After the sad news of Roger Ebert's recent recurrence of cancer, sadder news follows: Ebert, the much adored and admired film critic whose thoughtful opinions graced the Chicago Sun-Times's pages since 1967, has succumbed to cancer. He was seventy years old.

Ebert had battled thyroid cancer since 2002. In 2006, the loquacious and opinionated Ebert who so treasured the English language was suddenly stripped of it due to post-surgery complications.

His indefatigable spirit, however, could not be suppressed, and despite the cancer that silently continued to grow within him, he kept on pursuing his life's love: critiquing and deconstructing American cinema.

Ebert is well-known for his television show, co-hosted alongside Gene Siskel, in which a movie's fate would hang in the balance as the hosts would encapsulate its quality with a concluding "thumbs up" or "thumbs down" rating. His simple manor and straight-forward reviews always felt like he had the viewer's best interests in mind; never the producers, never the directors, and never the fat-cats of the bloated business that is Hollywood. No, Ebert's reviews cut to the core of what it felt like to experience a movie, and even if you didn't agree with his reviews, you could appreciate his artful interpretations.

In 2011, perhaps sensing his fading hours, Roger Ebert wrote Life Itself, a touching memoir that lays himself bare; warts, worries, and all. His memoir, like his reviews, is an honest reflection of a humble man, ivory towers be damned. The rights to Life Itself have been optioned by Steve Zaillian and Martin Scorsese, brilliant minds -- and ones highly respected by Ebert himself -- to turn his memoir into a forthcoming bio-documentary.
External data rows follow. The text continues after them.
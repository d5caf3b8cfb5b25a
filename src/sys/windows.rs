//! `LoadLibraryW()` backend.

use std::{
    ffi::{c_void, CStr, CString, OsStr, OsString},
    io,
    os::{
        raw::c_int,
        windows::ffi::{OsStrExt, OsStringExt},
    },
    path::PathBuf,
    ptr::{self, NonNull},
};

use winapi::{
    shared::minwindef::{DWORD, HMODULE},
    um::{
        errhandlingapi::{GetLastError, SetLastError},
        libloaderapi::{FreeLibrary, GetModuleFileNameW, GetModuleHandleExW, GetProcAddress, LoadLibraryW},
    },
};

use super::Raw;

// The Windows loader has no binding modes. These only give `OpenFlags` distinct bits.
pub const RTLD_LAZY: c_int = 0x0001;
pub const RTLD_NOW: c_int = 0x0002;
pub const RTLD_GLOBAL: c_int = 0x0100;
pub const RTLD_LOCAL: c_int = 0;
pub const RTLD_NOLOAD: c_int = 0x0004;
pub const RTLD_NODELETE: c_int = 0x1000;

pub const DEFAULT: Option<Raw> = None;
pub const NEXT: Option<Raw> = None;

/// NUL-terminated UTF-16.
pub type Name = Vec<u16>;

/// Longest path `GetModuleFileNameW()` can return.
const MAX_PATH_LEN: usize = 32_768;

/// Converts a library name into the form `LoadLibraryW()` accepts.
///
/// Returns `None` if the name contains a NUL character.
pub fn encode_name(name: &OsStr) -> Option<Name> {
    let mut wide: Vec<u16> = name.encode_wide().collect();
    if wide.contains(&0) {
        return None;
    }

    wide.push(0);
    Some(wide)
}

/// Formats `GetLastError()`.
fn last_error() -> String {
    let code = unsafe { GetLastError() };
    io::Error::from_raw_os_error(code as i32).to_string()
}

/// Opens a library with `LoadLibraryW()`. `None` opens the process image.
pub fn open(name: Option<&Name>, _flags: c_int) -> Result<Raw, String> {
    let module: HMODULE = unsafe {
        SetLastError(0);

        match name {
            Some(name) => LoadLibraryW(name.as_ptr()),
            None => {
                // Takes a reference like LoadLibraryW() does, so FreeLibrary() stays balanced.
                let mut module = ptr::null_mut();
                if GetModuleHandleExW(0, ptr::null(), &mut module) == 0 {
                    ptr::null_mut()
                } else {
                    module
                }
            }
        }
    };

    if module.is_null() {
        Err(last_error())
    } else {
        Ok(module.cast())
    }
}

/// Obtains a symbol address using `GetProcAddress()`.
///
/// If `name` isn't exported, retries with the ANSI variant (`nameA`), so `GetFileAttributes`
/// resolves to `GetFileAttributesA`.
///
/// # Safety
///
/// `raw` must be a live module handle.
pub unsafe fn symbol(raw: Raw, name: &CStr) -> Result<NonNull<c_void>, String> {
    let module: HMODULE = raw.cast();

    SetLastError(0);
    if let Some(ptr) = NonNull::new(GetProcAddress(module, name.as_ptr()) as *mut c_void) {
        return Ok(ptr);
    }
    let error = last_error();

    let mut ansi = name.to_bytes().to_vec();
    ansi.push(b'A');
    if let Ok(ansi) = CString::new(ansi) {
        SetLastError(0);
        if let Some(ptr) = NonNull::new(GetProcAddress(module, ansi.as_ptr()) as *mut c_void) {
            return Ok(ptr);
        }
    }

    Err(error)
}

/// Releases a module handle with `FreeLibrary()`.
///
/// # Safety
///
/// `raw` must be a live module handle. It is invalid after this call, even on failure.
pub unsafe fn close(raw: Raw) -> Result<c_int, String> {
    SetLastError(0);

    if FreeLibrary(raw.cast()) != 0 {
        Ok(0)
    } else {
        Err(last_error())
    }
}

/// Returns the path of the module backing `raw`.
///
/// # Safety
///
/// `raw` must be a live module handle.
pub unsafe fn file_name(raw: Raw) -> Option<PathBuf> {
    let mut buffer = vec![0u16; 260];

    loop {
        SetLastError(0);
        let len = GetModuleFileNameW(raw.cast(), buffer.as_mut_ptr(), buffer.len() as DWORD) as usize;
        if len == 0 {
            trace!("GetModuleFileNameW failed: {}", last_error());
            return None;
        }

        // A full buffer means the path was truncated.
        if len < buffer.len() {
            buffer.truncate(len);
            return Some(PathBuf::from(OsString::from_wide(&buffer)));
        }

        if buffer.len() >= MAX_PATH_LEN {
            return None;
        }
        let new_len = (buffer.len() * 2).min(MAX_PATH_LEN);
        buffer.resize(new_len, 0);
    }
}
News sources have been linking to Roger's announcement yesterday about his "leave of presence" from the reviewer's desk. The heavy traffic to the webpage has caused it to go down multiple times since the Chicago Sun-Times first reported his death, proving just how many of us still hang on every word he's written. In his note, he wrote: "I must slow down now, which is why I'm taking what I like to call 'a leave of presence.' What in the world is a leave of presence? It means I am not going away." And it's true. While his body has passed on, his body of work remains, a tribute and testimony to his IMAX-sized contributions to our culture and human experience.